Sara Mariani Stampa

Il giorno seguente dettero il via all’azione. Si fecero dei piegamenti, per temprare il corpo e lo spirito, poi si procedette a tatuarsi integralmente.

Erano nel fitto della trama, Rudo con l’asprezza del baffo alla Francesco Giuseppe, Manuel con le palpebre semichiuse come ad ammiccare alla vittoria. Se ne stavano lì seduti, coperti di finimenti eroici, schiena contro schiena: l’attimo di requie prima di lanciarsi fra la fila dell’ordito del tappeto. Da quel giorno, i due giovani acari non si separarono mai nella lotta: la padrona di casa aveva preso a usare un nuovo bestione: un energumeno targato Bosch, che dava del filo da torcere al loro ardore bellico.
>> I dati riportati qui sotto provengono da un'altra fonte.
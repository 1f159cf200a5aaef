//! Packet delivery between communicators.
//!
//! A [`Transport`] moves opaque packets to the inbox a peer registered under
//! its key. [`InMemoryTransport`] is an in-process hub; every instance is an
//! isolated network, so tests can run several side by side.

use std::collections::HashMap;
use std::fmt;
use std::hash::Hash;

use async_trait::async_trait;
use parking_lot::RwLock;
use tokio::sync::{mpsc, oneshot};
use tracing::{debug, info};

use crate::error::TransportError;

/// A packet handed to an inbox. The receiver answers on `receipt` once it
/// has finished handling the packet, successfully or not.
#[derive(Debug)]
pub struct Delivery {
    pub packet: Vec<u8>,
    pub receipt: oneshot::Sender<()>,
}

impl Delivery {
    pub fn new(packet: Vec<u8>) -> (Self, oneshot::Receiver<()>) {
        let (receipt, handled) = oneshot::channel();
        (Self { packet, receipt }, handled)
    }
}

pub type Inbox = mpsc::UnboundedSender<Delivery>;

#[async_trait]
pub trait Transport<K>: Send + Sync {
    /// Route packets addressed to `peer` into `inbox`, replacing any previous
    /// registration.
    async fn register(&self, peer: K, inbox: Inbox) -> Result<(), TransportError>;

    /// Deliver `packet` to `peer` and wait until its inbox has handled it.
    async fn deliver(&self, peer: &K, packet: Vec<u8>) -> Result<(), TransportError>;
}

pub struct InMemoryTransport<K> {
    inboxes: RwLock<HashMap<K, Inbox>>,
}

impl<K> InMemoryTransport<K>
where
    K: Eq + Hash,
{
    pub fn new() -> Self {
        Self {
            inboxes: RwLock::new(HashMap::new()),
        }
    }

    pub fn is_registered(&self, peer: &K) -> bool {
        self.inboxes.read().contains_key(peer)
    }

    pub fn peer_count(&self) -> usize {
        self.inboxes.read().len()
    }
}

impl<K> Default for InMemoryTransport<K>
where
    K: Eq + Hash,
{
    fn default() -> Self {
        Self::new()
    }
}

#[async_trait]
impl<K> Transport<K> for InMemoryTransport<K>
where
    K: Eq + Hash + fmt::Display + Send + Sync,
{
    async fn register(&self, peer: K, inbox: Inbox) -> Result<(), TransportError> {
        info!(peer = %peer, "Registered inbox");
        self.inboxes.write().insert(peer, inbox);
        Ok(())
    }

    async fn deliver(&self, peer: &K, packet: Vec<u8>) -> Result<(), TransportError> {
        let inbox = self
            .inboxes
            .read()
            .get(peer)
            .cloned()
            .ok_or_else(|| TransportError::UnknownPeer(peer.to_string()))?;

        let len = packet.len();
        let (delivery, handled) = Delivery::new(packet);
        inbox.send(delivery).map_err(|_| TransportError::Closed)?;
        handled.await.map_err(|_| TransportError::Closed)?;

        debug!(peer = %peer, len, "Delivered packet");
        Ok(())
    }
}

#[cfg(test)]
mod tests {
    use super::*;

    #[tokio::test]
    async fn test_deliver_waits_for_receipt() {
        let transport = InMemoryTransport::<String>::new();
        let (inbox, mut deliveries) = mpsc::unbounded_channel::<Delivery>();
        transport.register("alice".to_string(), inbox).await.unwrap();
        assert!(transport.is_registered(&"alice".to_string()));

        let handler = tokio::spawn(async move {
            let delivery = deliveries.recv().await.unwrap();
            let packet = delivery.packet.clone();
            delivery.receipt.send(()).unwrap();
            packet
        });

        transport
            .deliver(&"alice".to_string(), vec![1, 2, 3])
            .await
            .unwrap();
        assert_eq!(handler.await.unwrap(), vec![1, 2, 3]);
    }

    #[tokio::test]
    async fn test_unknown_peer() {
        let transport = InMemoryTransport::<String>::new();
        assert_eq!(
            transport.deliver(&"nobody".to_string(), vec![]).await,
            Err(TransportError::UnknownPeer("nobody".to_string()))
        );
    }

    #[tokio::test]
    async fn test_dropped_inbox_is_closed() {
        let transport = InMemoryTransport::<String>::new();
        let (inbox, deliveries) = mpsc::unbounded_channel::<Delivery>();
        transport.register("bob".to_string(), inbox).await.unwrap();
        drop(deliveries);

        assert_eq!(
            transport.deliver(&"bob".to_string(), vec![0]).await,
            Err(TransportError::Closed)
        );
    }

    #[tokio::test]
    async fn test_transports_are_isolated() {
        let first = InMemoryTransport::<String>::new();
        let second = InMemoryTransport::<String>::new();
        let (inbox, _deliveries) = mpsc::unbounded_channel::<Delivery>();
        first.register("carol".to_string(), inbox).await.unwrap();

        assert_eq!(first.peer_count(), 1);
        assert_eq!(second.peer_count(), 0);
        assert!(matches!(
            second.deliver(&"carol".to_string(), vec![]).await,
            Err(TransportError::UnknownPeer(_))
        ));
    }
}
Manuel andava a infilarsi in un interstizio dell’arazzo, in fondo al battiscopa dal lato del caminetto: qui si annidavano anche resti di cenere e minuscoli lapilli.

Rudo ci metteva del suo, con azioni di cui poi vantava l’astuzia strategica e la brevità.
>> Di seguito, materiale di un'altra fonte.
use std::marker::PhantomData;

use serde::{de::DeserializeOwned, Serialize};

use crate::error::CodecError;

/// Converts values to and from a text representation.
pub trait Serializer<T>: Send + Sync {
    fn serialize(&self, value: &T) -> Result<String, CodecError>;
    fn deserialize(&self, text: &str) -> Result<T, CodecError>;
}

/// JSON text via serde_json.
pub struct JsonSerializer<T> {
    _marker: PhantomData<fn() -> T>,
}

impl<T> JsonSerializer<T> {
    pub fn new() -> Self {
        Self {
            _marker: PhantomData,
        }
    }
}

impl<T> Default for JsonSerializer<T> {
    fn default() -> Self {
        Self::new()
    }
}

impl<T> Serializer<T> for JsonSerializer<T>
where
    T: Serialize + DeserializeOwned,
{
    fn serialize(&self, value: &T) -> Result<String, CodecError> {
        serde_json::to_string(value).map_err(|e| CodecError::Serialize(e.to_string()))
    }

    fn deserialize(&self, text: &str) -> Result<T, CodecError> {
        serde_json::from_str(text).map_err(|e| CodecError::Deserialize(e.to_string()))
    }
}

#[cfg(test)]
mod tests {
    use super::*;
    use crate::events::Event;
    use crate::types::User;

    #[test]
    fn test_json_event_roundtrip() {
        let serializer = JsonSerializer::<Event>::new();
        let event = Event::add_contact(
            User {
                identifier: "01F07WMZ2J7ZD725X25VJ6NE6J".to_string(),
                registration_id: 12,
                device_id: 0,
            },
            "natter_kitten_spider",
        );

        let text = serializer.serialize(&event).unwrap();
        assert!(text.contains(r#""type":"ADD_CONTACT""#));
        assert_eq!(serializer.deserialize(&text).unwrap(), event);
    }

    #[test]
    fn test_json_message_roundtrip_is_lossless() {
        let serializer = JsonSerializer::<Event>::new();
        let user = User {
            identifier: "01F07WMZ2J7ZD725X25VJ6NE6J".to_string(),
            registration_id: 12,
            device_id: 0,
        };
        let event = Event::add_message(user, "conversation", "hey alice!", chrono::Utc::now());

        let text = serializer.serialize(&event).unwrap();
        assert_eq!(serializer.deserialize(&text).unwrap(), event);
    }

    #[test]
    fn test_invalid_json_is_a_deserialize_error() {
        let serializer = JsonSerializer::<Event>::new();
        assert!(matches!(
            serializer.deserialize("{not json"),
            Err(CodecError::Deserialize(_))
        ));
    }
}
Un mattino che la padrona aveva acceso il bruto un po’ anzitempo, furono sorpresi ancora nei preparativi. Ma non fu difficile raggiungere da soli, novelli Eurialo e Niso, la parte centrale dell’arazzo, dove il Bosch insisteva di più, presidiarne i nugoli di polvere più massiccia, e reduci dalla vittoria rientrare ad Acaria mentre tutti dormivano ancora.